## Records to use:
┄┄┄┄┄┄┄┄┄┄
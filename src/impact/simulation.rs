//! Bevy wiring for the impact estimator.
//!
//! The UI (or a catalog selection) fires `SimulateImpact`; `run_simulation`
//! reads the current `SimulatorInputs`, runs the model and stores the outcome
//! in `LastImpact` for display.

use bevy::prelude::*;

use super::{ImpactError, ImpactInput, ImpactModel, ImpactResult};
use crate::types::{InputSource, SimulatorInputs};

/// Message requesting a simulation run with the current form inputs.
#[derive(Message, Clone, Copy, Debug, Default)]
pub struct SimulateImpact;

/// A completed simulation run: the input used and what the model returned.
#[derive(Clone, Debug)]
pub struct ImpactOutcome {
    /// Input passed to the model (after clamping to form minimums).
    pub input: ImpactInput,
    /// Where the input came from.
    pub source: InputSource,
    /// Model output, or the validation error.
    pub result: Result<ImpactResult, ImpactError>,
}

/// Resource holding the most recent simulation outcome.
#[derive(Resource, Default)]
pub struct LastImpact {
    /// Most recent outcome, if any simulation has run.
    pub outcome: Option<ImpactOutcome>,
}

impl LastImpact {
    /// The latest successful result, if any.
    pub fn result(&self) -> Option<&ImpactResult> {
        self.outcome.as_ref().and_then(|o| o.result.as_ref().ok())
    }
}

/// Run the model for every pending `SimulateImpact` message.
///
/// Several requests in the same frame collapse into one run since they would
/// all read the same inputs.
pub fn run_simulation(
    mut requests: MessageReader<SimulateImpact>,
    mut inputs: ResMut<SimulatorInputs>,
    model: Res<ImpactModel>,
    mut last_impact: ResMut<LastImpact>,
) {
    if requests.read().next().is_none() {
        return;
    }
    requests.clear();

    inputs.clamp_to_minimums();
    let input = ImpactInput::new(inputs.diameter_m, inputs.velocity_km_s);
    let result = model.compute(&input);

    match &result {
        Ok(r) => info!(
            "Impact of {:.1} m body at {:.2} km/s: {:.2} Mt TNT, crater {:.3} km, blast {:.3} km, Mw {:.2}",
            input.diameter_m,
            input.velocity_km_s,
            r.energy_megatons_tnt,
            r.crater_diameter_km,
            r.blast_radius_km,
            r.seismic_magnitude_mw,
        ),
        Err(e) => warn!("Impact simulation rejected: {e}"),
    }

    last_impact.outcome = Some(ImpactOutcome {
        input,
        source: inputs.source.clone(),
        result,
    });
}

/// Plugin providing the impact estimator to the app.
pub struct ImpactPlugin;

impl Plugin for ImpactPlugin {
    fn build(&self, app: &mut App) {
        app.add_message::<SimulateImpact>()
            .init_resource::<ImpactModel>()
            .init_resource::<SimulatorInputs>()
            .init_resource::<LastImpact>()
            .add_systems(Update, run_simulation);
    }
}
┄┄┄┄┄┄┄┄┄┄
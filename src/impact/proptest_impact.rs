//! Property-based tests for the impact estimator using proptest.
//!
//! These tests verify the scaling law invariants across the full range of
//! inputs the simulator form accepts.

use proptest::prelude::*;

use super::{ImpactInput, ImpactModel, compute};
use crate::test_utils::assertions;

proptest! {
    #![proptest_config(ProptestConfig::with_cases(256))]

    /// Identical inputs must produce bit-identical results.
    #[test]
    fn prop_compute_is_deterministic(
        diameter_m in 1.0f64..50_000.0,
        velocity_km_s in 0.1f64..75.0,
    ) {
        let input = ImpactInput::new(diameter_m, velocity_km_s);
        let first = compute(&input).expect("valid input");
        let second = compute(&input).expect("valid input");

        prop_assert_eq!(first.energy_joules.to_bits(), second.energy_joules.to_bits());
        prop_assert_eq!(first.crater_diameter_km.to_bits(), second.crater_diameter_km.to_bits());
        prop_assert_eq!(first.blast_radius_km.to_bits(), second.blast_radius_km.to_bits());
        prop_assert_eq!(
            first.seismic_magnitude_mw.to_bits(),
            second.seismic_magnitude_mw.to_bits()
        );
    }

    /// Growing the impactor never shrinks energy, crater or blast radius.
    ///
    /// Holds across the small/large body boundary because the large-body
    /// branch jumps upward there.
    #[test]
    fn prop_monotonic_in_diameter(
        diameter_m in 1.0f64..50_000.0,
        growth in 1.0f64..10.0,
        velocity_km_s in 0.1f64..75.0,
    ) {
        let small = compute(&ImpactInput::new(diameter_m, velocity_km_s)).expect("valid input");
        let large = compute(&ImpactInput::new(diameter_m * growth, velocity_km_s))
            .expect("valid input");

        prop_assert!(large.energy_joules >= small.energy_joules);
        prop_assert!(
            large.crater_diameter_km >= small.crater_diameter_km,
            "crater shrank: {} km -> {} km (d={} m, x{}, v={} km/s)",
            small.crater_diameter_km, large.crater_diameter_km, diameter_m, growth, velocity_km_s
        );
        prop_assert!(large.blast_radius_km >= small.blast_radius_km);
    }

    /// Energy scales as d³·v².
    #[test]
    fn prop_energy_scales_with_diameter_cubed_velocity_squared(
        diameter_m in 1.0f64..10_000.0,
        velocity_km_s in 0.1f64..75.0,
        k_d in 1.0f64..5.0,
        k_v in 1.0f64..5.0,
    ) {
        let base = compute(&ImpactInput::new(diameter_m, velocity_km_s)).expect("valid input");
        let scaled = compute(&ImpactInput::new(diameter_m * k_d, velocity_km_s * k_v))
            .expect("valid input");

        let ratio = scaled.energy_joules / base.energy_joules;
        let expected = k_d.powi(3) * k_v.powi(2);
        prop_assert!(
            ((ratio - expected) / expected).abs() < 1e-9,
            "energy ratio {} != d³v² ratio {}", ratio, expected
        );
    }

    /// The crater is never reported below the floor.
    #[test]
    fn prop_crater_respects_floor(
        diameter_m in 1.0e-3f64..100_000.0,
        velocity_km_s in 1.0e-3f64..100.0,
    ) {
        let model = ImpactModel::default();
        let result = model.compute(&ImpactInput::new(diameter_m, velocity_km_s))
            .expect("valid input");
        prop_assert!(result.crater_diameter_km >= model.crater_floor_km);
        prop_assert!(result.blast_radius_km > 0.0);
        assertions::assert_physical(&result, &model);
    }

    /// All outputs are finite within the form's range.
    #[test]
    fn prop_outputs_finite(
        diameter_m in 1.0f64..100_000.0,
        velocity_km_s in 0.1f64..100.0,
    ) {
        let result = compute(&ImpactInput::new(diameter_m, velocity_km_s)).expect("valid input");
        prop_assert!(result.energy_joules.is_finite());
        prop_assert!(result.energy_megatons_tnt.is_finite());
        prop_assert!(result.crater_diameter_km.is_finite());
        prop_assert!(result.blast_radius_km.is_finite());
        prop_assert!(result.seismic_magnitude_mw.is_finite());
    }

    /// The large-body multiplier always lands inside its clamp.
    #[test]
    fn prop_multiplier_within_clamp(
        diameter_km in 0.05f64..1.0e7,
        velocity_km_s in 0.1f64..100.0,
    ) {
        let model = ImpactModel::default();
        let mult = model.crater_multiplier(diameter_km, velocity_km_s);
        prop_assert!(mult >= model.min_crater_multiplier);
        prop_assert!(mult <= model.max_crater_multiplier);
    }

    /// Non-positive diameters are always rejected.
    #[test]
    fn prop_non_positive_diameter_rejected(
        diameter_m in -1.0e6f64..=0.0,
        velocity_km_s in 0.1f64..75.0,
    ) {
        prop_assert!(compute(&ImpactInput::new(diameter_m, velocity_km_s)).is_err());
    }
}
┄┄┄┄┄┄┄┄┄┄
## Work to complete:
Work out how many lines in the data include "assertions". Answer with the number only.

## Task solution:
2